Until today, scientists have been unable to reliably measure the speed of fibril growth, as there have been no tools that could directly measure growth rate in solution. However, researchers from the UK’s University of Bath and the ISIS Neutron and Muon Source have now invented a technique that does just that. Results from their study are published in RSC Chemical Biology.
“This is an important breakthrough, as information on fibre growth is key to understanding the diseases associated with amyloid fibrils,” said Dr Adam Squires from the Department of Chemistry at Bath, and study co-author. “Knowing what makes these fibres grow faster or slower, or whether they break and what makes them break – in other words, understanding these fibres at a molecular level – could eventually have implications for researchers looking for treatments for these serious diseases.”
He added: “This new technique will also help scientists investigating non-medical roles of protein folding and self-assembly – for instance, in biological processes such as inheritance in yeast, or for research into new nanomaterials.”
WHY GROWTH RATE IS BEST MEASURED IN SOLUTION
Most experimental techniques for measuring fibril growth in solution only measure how fast proteins transform into fibril material overall, not how long each fibril is or how fast it is growing. Other techniques measure just one fibril attached to a surface such as glass or mica. These conditions do not reflect the real biological process, which occurs in solution.
Researchers for the new study used Small Angle Neutron Scattering (SANS) to study the growth rate and length of amyloid fibrils as they assembled in solution. By using the unique ways neutrons interact with hydrogen and its isotope deuterium, the researchers were able to use ‘contrast matching’ to make all of the fibrils invisible to neutrons apart from the growing tips. Using the SANS2D instrument at the ISIS neutron facility, they watched these tips become longer in real time. This gave a direct measurement of the growth rate, which had never been done before.

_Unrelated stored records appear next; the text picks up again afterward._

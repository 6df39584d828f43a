use crate::slot::SlotId;

/// Platform-agnostic input events.
///
/// These are fed into an [`InputProcessor`](super::InputProcessor) which
/// converts them into [`CarouselCommand`](crate::carousel::CarouselCommand)
/// values. Hit-testing is the host's job: a click arrives already resolved
/// to the slot under the cursor.
///
/// # Example
///
/// ```ignore
/// if let Some(cmd) = input.handle_event(&InputEvent::SlotClicked { slot }) {
///     carousel.execute(cmd)?;
/// }
/// ```
#[derive(Debug, Clone, PartialEq)]
pub enum InputEvent {
    /// A key was pressed.
    Key {
        /// Key code string in `winit::keyboard::KeyCode` debug format
        /// (`"ArrowRight"`, `"KeyD"`, ...).
        code: String,
    },
    /// The user clicked a display case.
    SlotClicked {
        /// The slot under the cursor.
        slot: SlotId,
    },
    /// Scroll wheel or swipe along the carousel axis.
    Scroll {
        /// Positive steps forward, negative steps back.
        delta: f32,
    },
}

impl InputEvent {
    /// Key press event.
    pub fn key(code: impl Into<String>) -> Self {
        Self::Key { code: code.into() }
    }
}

The results of growth rate from this study align with values estimated from other methods, indicating that SANS is a suitable tool for measuring amyloid fibril growth.
The technique also allowed the researchers to measure the number of fibril ends present in a given sample. This information told them how many separate fibres were growing, and the length of each one. The fragility of fibrils from different proteins, and how often they break into shorter fragments exposing more growing ends, is a key part of the puzzle to understand fibril disease propagation.

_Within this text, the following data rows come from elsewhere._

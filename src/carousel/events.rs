//! Notifications a carousel raises to outside listeners.

use std::fmt;
use std::sync::atomic::{AtomicU64, Ordering};

use crate::slot::SlotId;

static NEXT_CAROUSEL_ID: AtomicU64 = AtomicU64::new(1);

/// Process-unique identity of a carousel.
#[derive(Debug, Clone, Copy, PartialEq, Eq, Hash, PartialOrd, Ord)]
pub struct CarouselId(u64);

impl CarouselId {
    pub(crate) fn fresh() -> Self {
        Self(NEXT_CAROUSEL_ID.fetch_add(1, Ordering::Relaxed))
    }
}

impl fmt::Display for CarouselId {
    fn fmt(&self, f: &mut fmt::Formatter<'_>) -> fmt::Result {
        write!(f, "carousel-{}", self.0)
    }
}

/// The selected display case changed to a different slot.
#[derive(Debug, Clone, Copy, PartialEq, Eq)]
pub struct DisplayChanged {
    /// Slot selected before the change.
    pub previous: Option<SlotId>,
    /// Slot selected now.
    pub current: Option<SlotId>,
}

/// One of the carousel's display cases was clicked.
#[derive(Debug, Clone, Copy, PartialEq, Eq)]
pub struct CarouselClicked {
    /// The carousel that was clicked.
    pub carousel: CarouselId,
}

Lead researcher Dr Ben Eves carried out the experiments at Bath as part of his ISIS Facility Development studentship.
“I’m thrilled with the success of this method,” he said. “Developing this technique was a truly amazing experience. Understanding the growth of amyloid fibrils is fundamental to understanding their pathogenic, biological and technological properties.”
He added: “In future, I believe this technique could be used to investigate the effect of different factors that affect the growth rate of amyloid fibrils, as well as to measure the impact of therapeutic molecules (the building blocks of medicines) designed to slow down or prevent the growth of amyloid fibrils.”